Headquarters, U.S. Pacific Command
Camp H.M. Smith, Hawaii
January 10, 2005

 

ADM Fargo: Admiral Fargo: Good morning, aloha.

I'd like to provide you a brief update, if I can this morning, on the status of our humanitarian assistance and disaster relief operations currently ongoing in South and Southeast Asia, and of course at the conclusion of my comments I'd be happy to take your questions.

To date the world's combined relief efforts have had a very considerable measure of success, but we all recognize clearly more needs to be done. It will be done in close coordination with the leadership of the host and partner nations and the international governmental and non-governmental organizations that are playing a huge role right now in this undertaking.

We've seen a diverse and broadly capable team develop, a team that has come together quickly to best consolidate relief expertise and capability. It's fair to say that hundreds of entities are involved, each adding unique and important skills from both hard to find, imaginative, and effective ways to blend those skills and enable those talents. It's readily evident what a superb job that they're all doing.

We thank the host nations -- Indonesia, Sri Lanka and Thailand -- for the clear priorities they're provided to the Combined Support Forces, and once again, we greatly appreciate our host nations' leadership and their effective efforts.
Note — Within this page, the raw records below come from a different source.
// SPDX-License-Identifier: MIT

//! Durable queue store: the single point of truth for queue item
//! mutation, backing every write with a WAL append before updating the
//! in-memory [`MaterializedState`].

use std::path::{Path, PathBuf};

use chrono::{DateTime, Utc};
use parking_lot::Mutex;
use spindle_core::{Clock, Event, Fingerprint, ItemId, ItemStatus, ProgressRecord, QueueItem};
use tracing::{info, instrument, warn};

use crate::checkpoint::{load_snapshot, Checkpointer};
use crate::error::{DatabaseHealth, StorageError, QUEUE_ITEM_COLUMNS};
use crate::snapshot::Snapshot;
use crate::state::MaterializedState;
use crate::wal::Wal;

/// Snapshot a checkpoint every N WAL entries, matching the teacher's
/// size-triggered checkpoint cadence rather than a wall-clock timer.
const CHECKPOINT_EVERY_N_ENTRIES: u64 = 500;

#[derive(Debug, Clone, Default, serde::Serialize)]
pub struct QueueStats {
    pub total: usize,
    pub pending: usize,
    pub processing: usize,
    pub needs_review: usize,
    pub completed: usize,
    pub failed: usize,
}

struct Inner {
    state: MaterializedState,
    wal: Wal,
    wal_path: PathBuf,
    snapshot_path: PathBuf,
    checkpointer: Checkpointer,
    last_snapshot_seq: u64,
    last_snapshot_at: Option<DateTime<Utc>>,
    entries_since_snapshot: u64,
}

/// The C1 durable queue store. `C` is injected so tests can drive item
/// timestamps with a [`spindle_core::FakeClock`].
pub struct QueueStore<C: Clock> {
    inner: Mutex<Inner>,
    clock: C,
}

impl<C: Clock> QueueStore<C> {
    /// Open (or create) the store rooted at `dir`, replaying `wal.log`
    /// against `snapshot.bin` if present.
    pub fn open(dir: impl AsRef<Path>, clock: C) -> Result<Self, StorageError> {
        let dir = dir.as_ref();
        std::fs::create_dir_all(dir).map_err(|e| StorageError::Wal(crate::wal::WalError::Io {
            path: dir.to_path_buf(),
            source: e,
        }))?;
        let snapshot_path = dir.join("snapshot.bin");
        let wal_path = dir.join("wal.log");

        let (state, next_seq) = load_snapshot(&snapshot_path, &wal_path)?;
        let wal = Wal::open(&wal_path, next_seq)?;
        let checkpointer = Checkpointer::new(snapshot_path.clone());

        info!(items = state.items.len(), next_seq, "queue store loaded");

        Ok(Self {
            inner: Mutex::new(Inner {
                state,
                wal,
                wal_path,
                snapshot_path,
                checkpointer,
                last_snapshot_seq: next_seq,
                last_snapshot_at: None,
                entries_since_snapshot: 0,
            }),
            clock,
        })
    }

    fn now_ms(&self) -> i64 {
        self.clock.epoch_ms() as i64
    }

    fn append(&self, inner: &mut Inner, event: Event) -> Result<(), StorageError> {
        let seq = inner.wal.append(&event)?;
        inner.state.apply_event(&event);
        inner.entries_since_snapshot += 1;
        if inner.entries_since_snapshot >= CHECKPOINT_EVERY_N_ENTRIES {
            if let Err(e) = inner.checkpointer.checkpoint(seq + 1, &inner.state) {
                warn!(error = %e, "checkpoint failed; wal remains authoritative");
            } else {
                inner.last_snapshot_seq = seq + 1;
                inner.last_snapshot_at = Some(Utc::now());
                inner.entries_since_snapshot = 0;
            }
        }
        Ok(())
    }

    #[instrument(skip(self, source_path))]
    pub fn new_disc(
        &self,
        disc_title: impl Into<String>,
        source_path: Option<String>,
        fingerprint: Fingerprint,
        allow_duplicate: bool,
        priority: i32,
    ) -> Result<QueueItem, StorageError> {
        let mut inner = self.inner.lock();
        if !allow_duplicate && inner.state.has_active_fingerprint(&fingerprint) {
            return Err(StorageError::DuplicateFingerprint(fingerprint.to_string()));
        }
        let id = ItemId::new(inner.state.next_id);
        let now = self.now_ms();
        let item = QueueItem {
            id,
            disc_title: disc_title.into(),
            source_path,
            disc_fingerprint: fingerprint,
            status: ItemStatus::Pending,
            progress: ProgressRecord::new("queued", "waiting for drive"),
            rip_spec_data: None,
            metadata_json: None,
            needs_review: false,
            review_reason: None,
            review_dir_override: None,
            ripped_file: None,
            encoded_file: None,
            final_file: None,
            encoding_details_json: None,
            error_message: None,
            background_log_path: None,
            created_at: now,
            updated_at: now,
            active_episode_key: None,
            allow_duplicate,
            priority,
        };
        self.append(&mut inner, Event::ItemInserted { item: Box::new(item.clone()) })?;
        Ok(item)
    }

    pub fn get_by_id(&self, id: ItemId) -> Result<QueueItem, StorageError> {
        self.inner.lock().state.get(id).cloned().ok_or(StorageError::NotFound(id))
    }

    pub fn find_by_fingerprint(&self, fp: &Fingerprint) -> Vec<QueueItem> {
        self.inner.lock().state.find_by_fingerprint(fp).into_iter().cloned().collect()
    }

    pub fn list(&self) -> Vec<QueueItem> {
        self.inner.lock().state.list().into_iter().cloned().collect()
    }

    pub fn active_fingerprints(&self) -> Vec<Fingerprint> {
        self.inner.lock().state.active_fingerprints()
    }

    pub fn update_status(
        &self,
        id: ItemId,
        status: ItemStatus,
        error_message: Option<String>,
    ) -> Result<(), StorageError> {
        let mut inner = self.inner.lock();
        if inner.state.get(id).is_none() {
            return Err(StorageError::NotFound(id));
        }
        let now = self.now_ms();
        self.append(&mut inner, Event::StatusChanged { id, status, error_message, timestamp_ms: now })
    }

    pub fn update_progress(&self, id: ItemId, progress: ProgressRecord) -> Result<(), StorageError> {
        let mut inner = self.inner.lock();
        if inner.state.get(id).is_none() {
            return Err(StorageError::NotFound(id));
        }
        let now = self.now_ms();
        self.append(&mut inner, Event::ProgressUpdated { id, progress, timestamp_ms: now })
    }

    pub fn persist_rip_spec(&self, id: ItemId, rip_spec_data: Vec<u8>) -> Result<(), StorageError> {
        let mut inner = self.inner.lock();
        if inner.state.get(id).is_none() {
            return Err(StorageError::NotFound(id));
        }
        let now = self.now_ms();
        self.append(&mut inner, Event::RipSpecPersisted { id, rip_spec_data, timestamp_ms: now })
    }

    pub fn update_fields(
        &self,
        id: ItemId,
        patch: serde_json::Map<String, serde_json::Value>,
    ) -> Result<(), StorageError> {
        let mut inner = self.inner.lock();
        if inner.state.get(id).is_none() {
            return Err(StorageError::NotFound(id));
        }
        let now = self.now_ms();
        self.append(&mut inner, Event::FieldsUpdated { id, patch, timestamp_ms: now })
    }

    pub fn remove(&self, id: ItemId) -> Result<(), StorageError> {
        let mut inner = self.inner.lock();
        if inner.state.get(id).is_none() {
            return Err(StorageError::NotFound(id));
        }
        let now = self.now_ms();
        self.append(&mut inner, Event::ItemRemoved { id, timestamp_ms: now })
    }

    pub fn clear_all(&self) -> Result<(), StorageError> {
        let mut inner = self.inner.lock();
        let now = self.now_ms();
        self.append(&mut inner, Event::ItemsCleared { status: None, timestamp_ms: now })
    }

    pub fn clear_completed(&self) -> Result<(), StorageError> {
        let mut inner = self.inner.lock();
        let now = self.now_ms();
        self.append(&mut inner, Event::ItemsCleared { status: Some(ItemStatus::Completed), timestamp_ms: now })
    }

    pub fn clear_failed(&self) -> Result<(), StorageError> {
        let mut inner = self.inner.lock();
        let now = self.now_ms();
        self.append(&mut inner, Event::ItemsCleared { status: Some(ItemStatus::Failed), timestamp_ms: now })
    }

    /// I-5 crash recovery: revert every item still in a processing status
    /// (one a stage handler was mid-execute on when the daemon died) to
    /// its durable resume point, so the dispatch loops can re-claim it.
    #[instrument(skip(self))]
    pub fn reset_stuck(&self) -> Result<Vec<ItemId>, StorageError> {
        let mut inner = self.inner.lock();
        let stuck: Vec<ItemId> =
            inner.state.items.values().filter(|it| it.status.is_processing()).map(|it| it.id).collect();
        if stuck.is_empty() {
            return Ok(stuck);
        }
        let now = self.now_ms();
        self.append(&mut inner, Event::StuckItemsReset { ids: stuck.clone(), timestamp_ms: now })?;
        info!(count = stuck.len(), "reset stuck items on recovery");
        Ok(stuck)
    }

    /// Re-arm a single terminal (`failed`) item for another attempt,
    /// transitioning it back to its resumable status.
    pub fn retry_failed(&self, id: ItemId) -> Result<(), StorageError> {
        let mut inner = self.inner.lock();
        let item = inner.state.get(id).ok_or(StorageError::NotFound(id))?;
        if item.status != ItemStatus::Failed {
            return Err(StorageError::NotFound(id));
        }
        let resume = item.inferred_resume_status();
        let now = self.now_ms();
        self.append(&mut inner, Event::StatusChanged { id, status: resume, error_message: None, timestamp_ms: now })
    }

    /// Operator-requested cancellation: marks items `failed` with
    /// `review_reason="user_stop"`, regardless of current status.
    pub fn stop_items(&self, ids: &[ItemId]) -> Result<(), StorageError> {
        let mut inner = self.inner.lock();
        let now = self.now_ms();
        for &id in ids {
            if inner.state.get(id).is_none() {
                continue;
            }
            self.append(
                &mut inner,
                Event::StatusChanged { id, status: ItemStatus::Failed, error_message: None, timestamp_ms: now },
            )?;
            let mut patch = serde_json::Map::new();
            patch.insert("review_reason".to_string(), serde_json::json!("user_stop"));
            self.append(&mut inner, Event::FieldsUpdated { id, patch, timestamp_ms: now })?;
        }
        Ok(())
    }

    pub fn stats(&self) -> QueueStats {
        let inner = self.inner.lock();
        let mut stats = QueueStats::default();
        for item in inner.state.items.values() {
            stats.total += 1;
            if item.needs_review {
                stats.needs_review += 1;
            }
            match item.status {
                ItemStatus::Pending => stats.pending += 1,
                ItemStatus::Completed => stats.completed += 1,
                ItemStatus::Failed => stats.failed += 1,
                s if s.is_processing() => stats.processing += 1,
                _ => {}
            }
        }
        stats
    }

    /// Re-walks the WAL end to end (catching truncation/corrupt lines) and
    /// confirms the snapshot file, if any, still decodes, then diffs the
    /// fixed [`QUEUE_ITEM_COLUMNS`] list against one decoded item to report
    /// any columns an older snapshot left backfilled-missing.
    pub fn database_health(&self) -> DatabaseHealth {
        let inner = self.inner.lock();

        let wal_check = Wal::read_after(&inner.wal_path, None);
        let snapshot_check = if inner.snapshot_path.exists() {
            Snapshot::load(&inner.snapshot_path).map(|_| ())
        } else {
            Ok(())
        };

        let (columns_present, missing_columns) = match inner.state.list().first() {
            Some(item) => {
                let value = serde_json::to_value(item).unwrap_or_default();
                let present_keys: std::collections::HashSet<&str> = value
                    .as_object()
                    .map(|obj| obj.keys().map(String::as_str).collect())
                    .unwrap_or_default();
                let present = QUEUE_ITEM_COLUMNS.iter().filter(|c| present_keys.contains(*c)).map(|c| c.to_string()).collect();
                let missing = QUEUE_ITEM_COLUMNS.iter().filter(|c| !present_keys.contains(*c)).map(|c| c.to_string()).collect();
                (present, missing)
            }
            None => (QUEUE_ITEM_COLUMNS.iter().map(|c| c.to_string()).collect(), Vec::new()),
        };

        let (ok, detail) = match (&wal_check, &snapshot_check) {
            (Err(e), _) => (false, Some(format!("wal replay failed: {e}"))),
            (_, Err(e)) => (false, Some(format!("snapshot unreadable: {e}"))),
            (Ok(_), Ok(())) if !missing_columns.is_empty() => {
                (false, Some(format!("missing columns: {}", missing_columns.join(", "))))
            }
            (Ok(_), Ok(())) => (true, None),
        };

        DatabaseHealth {
            wal_entries_since_snapshot: inner.entries_since_snapshot,
            last_snapshot_seq: inner.last_snapshot_seq,
            last_snapshot_at: inner.last_snapshot_at,
            item_count: inner.state.items.len(),
            columns_present,
            missing_columns,
            ok,
            detail,
        }
    }

    /// Force an out-of-cadence snapshot, e.g. before a clean shutdown.
    pub fn checkpoint_now(&self) -> Result<(), StorageError> {
        let mut inner = self.inner.lock();
        let seq = inner.wal.next_seq();
        inner.checkpointer.checkpoint(seq, &inner.state)?;
        inner.last_snapshot_seq = seq;
        inner.last_snapshot_at = Some(Utc::now());
        inner.entries_since_snapshot = 0;
        Ok(())
    }
}

pub fn default_store_dir(state_dir: &Path) -> PathBuf {
    state_dir.join("queue")
}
Over the past two weeks we've built our relief efforts and added capacity from seaborne platforms and aircraft, not by creating an unnecessarily large group of U.S. military personnel ashore but by operating from a sea base. Of note, USS Abraham Lincoln and Bonhomme Richard continue relief efforts to the west coast of Sumatra which was the hardest hit area of Indonesia. Lincoln support is focusing on the Banda Aceh region while Bonhomme Richard is providing support off the coast of Ulabo [ph].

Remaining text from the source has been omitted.